§ **TO DO**: The answer must consist of every line in the records that contains the word "filter".

§ **DATA RECORDS**:

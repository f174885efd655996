//! In-process implementation of every store trait.
//!
//! All state sits behind one `RwLock`, so a [`WriteBatch`] is checked and
//! applied under a single write guard.

use chrono::{DateTime, Utc};
use std::collections::HashMap;
use std::sync::atomic::{AtomicBool, Ordering};
use std::time::Duration;
use taskflow_core::models::{
    Company, Department, DepartmentCommunication, DistributedLock, LockAcquisition, Role, Task,
    User, UserStatus,
};
use taskflow_core::AppError;
use tokio::sync::RwLock;
use uuid::Uuid;

use super::store::{
    lease_duration, precondition_failed, DirectoryStore, LockStore, Precondition, TaskStore,
    WriteBatch, WriteOp,
};

#[derive(Default)]
struct State {
    companies: HashMap<Uuid, Company>,
    roles: HashMap<Uuid, Role>,
    users: HashMap<Uuid, User>,
    departments: HashMap<Uuid, Department>,
    communications: Vec<DepartmentCommunication>,
    tasks: HashMap<Uuid, Task>,
    locks: HashMap<(Uuid, String), DistributedLock>,
}

impl State {
    fn sorted_users(&self, filter: impl Fn(&User) -> bool) -> Vec<User> {
        let mut users: Vec<User> = self.users.values().filter(|u| filter(u)).cloned().collect();
        users.sort_by(|a, b| {
            a.hierarchy_level
                .cmp(&b.hierarchy_level)
                .then(a.created_at.cmp(&b.created_at))
                .then(a.id.cmp(&b.id))
        });
        users
    }

    fn precondition_holds(&self, precondition: &Precondition) -> bool {
        match precondition {
            Precondition::UserStatus { user_id, status } => self
                .users
                .get(user_id)
                .is_some_and(|u| u.status == *status),
            Precondition::SuperiorIs {
                user_id,
                superior_id,
            } => self
                .users
                .get(user_id)
                .is_some_and(|u| u.superior_id == *superior_id),
        }
    }
}

/// Store used by tests and by deployments without `DATABASE_URL`.
#[derive(Default)]
pub struct InMemoryStore {
    state: RwLock<State>,
    fail_next_commit: AtomicBool,
}

impl InMemoryStore {
    pub fn new() -> Self {
        Self::default()
    }

    pub async fn insert_company(&self, company: Company) {
        self.state.write().await.companies.insert(company.id, company);
    }

    pub async fn insert_role(&self, role: Role) {
        self.state.write().await.roles.insert(role.id, role);
    }

    pub async fn insert_user(&self, user: User) {
        self.state.write().await.users.insert(user.id, user);
    }

    pub async fn insert_department(&self, department: Department) {
        self.state
            .write()
            .await
            .departments
            .insert(department.id, department);
    }

    /// Insert or replace the rule for the same `(from, to)` pair.
    pub async fn insert_department_communication(&self, rule: DepartmentCommunication) {
        let mut state = self.state.write().await;
        state.communications.retain(|c| {
            !(c.company_id == rule.company_id
                && c.from_department_id == rule.from_department_id
                && c.to_department_id == rule.to_department_id)
        });
        state.communications.push(rule);
    }

    /// Make the next [`DirectoryStore::commit`] fail after its preconditions pass.
    pub fn fail_next_commit(&self) {
        self.fail_next_commit.store(true, Ordering::SeqCst);
    }

    pub async fn lock_count(&self) -> usize {
        self.state.read().await.locks.len()
    }
}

§ **REPLY TO THE EXERCISE**:
    fn sorted_users(&self, filter: impl Fn(&User) -> bool) -> Vec<User> {
        let mut users: Vec<User> = self.users.values().filter(|u| filter(u)).cloned().collect();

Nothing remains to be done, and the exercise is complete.